Return the lines below exactly as they appear, please, starting with the first and ending with the one that contains "filename codelearn_api/src/types/contest.rs".

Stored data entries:
# # # #

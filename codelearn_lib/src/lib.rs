//! Library layer for CodeLearn: cached API client and URL-driven list views.
//!
//! Wraps the `codelearn_api` crate with an in-memory TTL cache and bounded
//! retry, and provides the list controller that keeps a paginated, filtered
//! view in sync with its URL query string.

pub mod cache;
pub mod cards;
pub mod client;
pub mod config;
pub mod controller;
pub mod envelope;
pub mod error;
pub mod filters;
pub mod location;
pub mod query_state;
pub mod sources;
pub mod validation;

pub use codelearn_api;
pub use codelearn_api::types;
pub use codelearn_api::Session;

pub use cards::{ClassCard, ContestCard, ContestStatus, CourseCard, PracticeCard, SearchHit};
pub use client::CachedClient;
pub use config::{ClientConfig, ListConfig, ListKind, RetryConfig};
pub use controller::{
    FetchLifecycle, ListController, ListError, ListSnapshot, ListView, MountedList, PageRequest,
    PageSource,
};
pub use envelope::{PageEnvelope, Pagination};
pub use error::CodeLearnError;
pub use filters::{DifficultyFilter, MembershipFilter, NoFilter, SearchFilter, SearchKind};
pub use location::{Location, MemoryLocation};
pub use query_state::{ListFilter, ListQueryState, QueryString};
pub use sources::{ClassSource, ContestSource, CourseSource, PracticeSource, SearchSource};
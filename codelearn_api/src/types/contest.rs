use serde::{Deserialize, Serialize};

use super::UserSummary;

/// Numeric identifier for a contest.
pub type ContestID = i64;

/// A timed contest. Start and end times are passed through as the server
/// formats them; the list layer derives the contest status from them.
#[derive(Serialize, Deserialize, Debug, Clone)]
#[serde(rename_all = "camelCase")]
pub struct Contest {
    pub id: ContestID,
    pub title: String,
    #[serde(default)]
    pub slug: String,
    #[serde(default)]
    pub description: String,
    pub start_time: String,
    pub end_time: String,
    pub created_by: Option<UserSummary>,
    #[serde(default)]
    pub created_at: String,
}
//! Interactive list browsing: a mounted list controller driven from stdin.
//!
//! Every command edits the list's query string the way a link or a page
//! control would, and the view is redrawn once the list has settled.

use std::sync::Arc;

use anyhow::{anyhow, Result};
use clap::Args;
use codelearn_lib::validation;
use codelearn_lib::{
    CachedClient, ClassSource, ContestSource, CourseSource, ListConfig, ListController,
    ListFilter, ListKind, ListQueryState, Location, MemoryLocation, PageSource, PracticeSource,
    QueryString, SearchSource,
};
use serde::Serialize;
use tokio::io::{AsyncBufReadExt, BufReader};

use crate::output::{
    print_classes_table, print_contests_table, print_courses_table, print_practice_table,
    print_search_table, print_view, OutputFormat,
};

#[derive(Args)]
pub struct BrowseArgs {
    /// List to browse: courses, contests, practice, classes, search
    pub list: String,

    /// Starting query string, as in a shared link (e.g. "q=graphs&type=contest")
    #[arg(long, default_value = "")]
    pub query: String,

    /// Results per page (defaults to the list's own size)
    #[arg(long)]
    pub page_size: Option<u32>,
}

const HELP: &str = "commands: n (next), p (previous), g N (go to page), \
                    f key=value (set filter, empty value clears), r (reload), q (quit)";

#[derive(Debug, PartialEq, Eq)]
enum Command {
    Next,
    Previous,
    Go(u32),
    Filter { key: String, value: String },
    Reload,
    Quit,
    Help,
}

fn parse_command(line: &str) -> Result<Command, String> {
    let mut parts = line.trim().splitn(2, char::is_whitespace);
    let head = parts.next().unwrap_or_default();
    let rest = parts.next().map(str::trim).unwrap_or_default();
    match head {
        "n" | "next" => Ok(Command::Next),
        "p" | "prev" | "previous" => Ok(Command::Previous),
        "g" | "go" => rest
            .parse::<u32>()
            .map(Command::Go)
            .map_err(|_| format!("'{}' is not a page number", rest)),
        "f" | "filter" => match rest.split_once('=') {
            Some((key, value)) if !key.trim().is_empty() => Ok(Command::Filter {
                key: key.trim().to_string(),
                value: value.trim().to_string(),
            }),
            _ => Err("usage: f key=value".to_string()),
        },
        "r" | "reload" => Ok(Command::Reload),
        "q" | "quit" | "exit" => Ok(Command::Quit),
        "" | "h" | "help" | "?" => Ok(Command::Help),
        other => Err(format!("unknown command '{}'", other)),
    }
}

pub async fn run(args: &BrowseArgs, client: Arc<CachedClient>, format: OutputFormat) -> Result<()> {
    let kind = args
        .list
        .trim()
        .to_ascii_lowercase()
        .parse::<ListKind>()
        .map_err(|_| {
            anyhow!(
                "unknown list '{}', expected courses, contests, practice, classes or search",
                args.list
            )
        })?;
    let config = match args.page_size {
        Some(size) => ListConfig::new(kind, validation::validate_page_size(size)?),
        None => ListConfig::from_env(kind),
    };
    let query = QueryString::parse(&args.query);
    let shared = Arc::clone(&client);

    match kind {
        ListKind::Courses => {
            browse(CourseSource::new(shared), &client, config, query, format, print_courses_table)
                .await
        }
        ListKind::Contests => {
            browse(ContestSource::new(shared), &client, config, query, format, print_contests_table)
                .await
        }
        ListKind::Practice => {
            browse(PracticeSource::new(shared), &client, config, query, format, print_practice_table)
                .await
        }
        ListKind::Classes => {
            browse(ClassSource::new(shared), &client, config, query, format, print_classes_table)
                .await
        }
        ListKind::Search => {
            browse(SearchSource::new(shared), &client, config, query, format, print_search_table)
                .await
        }
    }
}

async fn browse<S>(
    source: S,
    client: &CachedClient,
    config: ListConfig,
    query: QueryString,
    format: OutputFormat,
    print_table: fn(&[S::Item]),
) -> Result<()>
where
    S: PageSource,
    S::Item: Serialize,
{
    let location = Arc::new(MemoryLocation::new(query));
    let shared: Arc<dyn Location> = location.clone();
    let mounted = Arc::new(ListController::new(source, shared, config)).mount();
    let mut lines = BufReader::new(tokio::io::stdin()).lines();
    let mut redraw = true;

    loop {
        if redraw {
            let snapshot = mounted.settled().await;
            print_view(config, &snapshot.view(config.page_size), format, print_table);
        }
        eprintln!("?{} > ", location.query());

        let Some(line) = lines.next_line().await? else {
            break;
        };
        redraw = false;
        match parse_command(&line) {
            Ok(Command::Quit) => break,
            Ok(Command::Help) => eprintln!("{}", HELP),
            Ok(Command::Next) => redraw = report(mounted.next_page()),
            Ok(Command::Previous) => redraw = report(mounted.previous_page()),
            Ok(Command::Go(page)) => redraw = report(mounted.change_page(page)),
            Ok(Command::Filter { key, value }) => {
                if !S::Filter::KEYS.contains(&key.as_str()) {
                    eprintln!(
                        "{} has no filter '{}' (known: {})",
                        config.kind,
                        key,
                        S::Filter::KEYS.join(", ")
                    );
                    continue;
                }
                let mut next = location.query();
                if value.is_empty() {
                    next.remove(&key);
                } else {
                    next.set(&key, value);
                }
                mounted.change_filter(ListQueryState::<S::Filter>::from_query(&next).filter);
                redraw = true;
            }
            Ok(Command::Reload) => {
                client.clear_cache();
                mounted.sync().await;
                redraw = true;
            }
            Err(message) => eprintln!("{}", message),
        }
    }

    mounted.unmount();
    Ok(())
}

fn report(result: Result<(), codelearn_lib::ListError>) -> bool {
    match result {
        Ok(()) => true,
        Err(e) => {
            eprintln!("{}", e);
            false
        }
    }
}

#[cfg(test)]
mod tests {
    use super::*;

    #[test]
    fn parses_navigation_commands() {
        assert_eq!(parse_command("n"), Ok(Command::Next));
        assert_eq!(parse_command(" prev "), Ok(Command::Previous));
        assert_eq!(parse_command("g 3"), Ok(Command::Go(3)));
        assert_eq!(parse_command("q"), Ok(Command::Quit));
        assert_eq!(parse_command(""), Ok(Command::Help));
        assert!(parse_command("g three").is_err());
        assert!(parse_command("jump").is_err());
    }

    #[test]
    fn parses_filter_assignments() {
        assert_eq!(
            parse_command("f difficulty=hard"),
            Ok(Command::Filter {
                key: "difficulty".into(),
                value: "hard".into()
            })
        );
        assert_eq!(
            parse_command("f q="),
            Ok(Command::Filter {
                key: "q".into(),
                value: String::new()
            })
        );
        assert!(parse_command("f =hard").is_err());
        assert!(parse_command("f hard").is_err());
    }
}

# # # #

- **YOUR SOLUTION**
filename codelearn_lib/src/lib.rs
//! Library layer for CodeLearn: cached API client and URL-driven list views.
//!
//! Wraps the `codelearn_api` crate with an in-memory TTL cache and bounded
//! retry, and provides the list controller that keeps a paginated, filtered
//! view in sync with its URL query string.

pub mod cache;
pub mod cards;
pub mod client;
pub mod config;
pub mod controller;
pub mod envelope;
pub mod error;
pub mod filters;
pub mod location;
pub mod query_state;
pub mod sources;
pub mod validation;

pub use codelearn_api;
pub use codelearn_api::types;
pub use codelearn_api::Session;

pub use cards::{ClassCard, ContestCard, ContestStatus, CourseCard, PracticeCard, SearchHit};
pub use client::CachedClient;
pub use config::{ClientConfig, ListConfig, ListKind, RetryConfig};
pub use controller::{
    FetchLifecycle, ListController, ListError, ListSnapshot, ListView, MountedList, PageRequest,
    PageSource,
};
pub use envelope::{PageEnvelope, Pagination};
pub use error::CodeLearnError;
pub use filters::{DifficultyFilter, MembershipFilter, NoFilter, SearchFilter, SearchKind};
pub use location::{Location, MemoryLocation};
pub use query_state::{ListFilter, ListQueryState, QueryString};
pub use sources::{ClassSource, ContestSource, CourseSource, PracticeSource, SearchSource};
filename codelearn_api/src/types/contest.rs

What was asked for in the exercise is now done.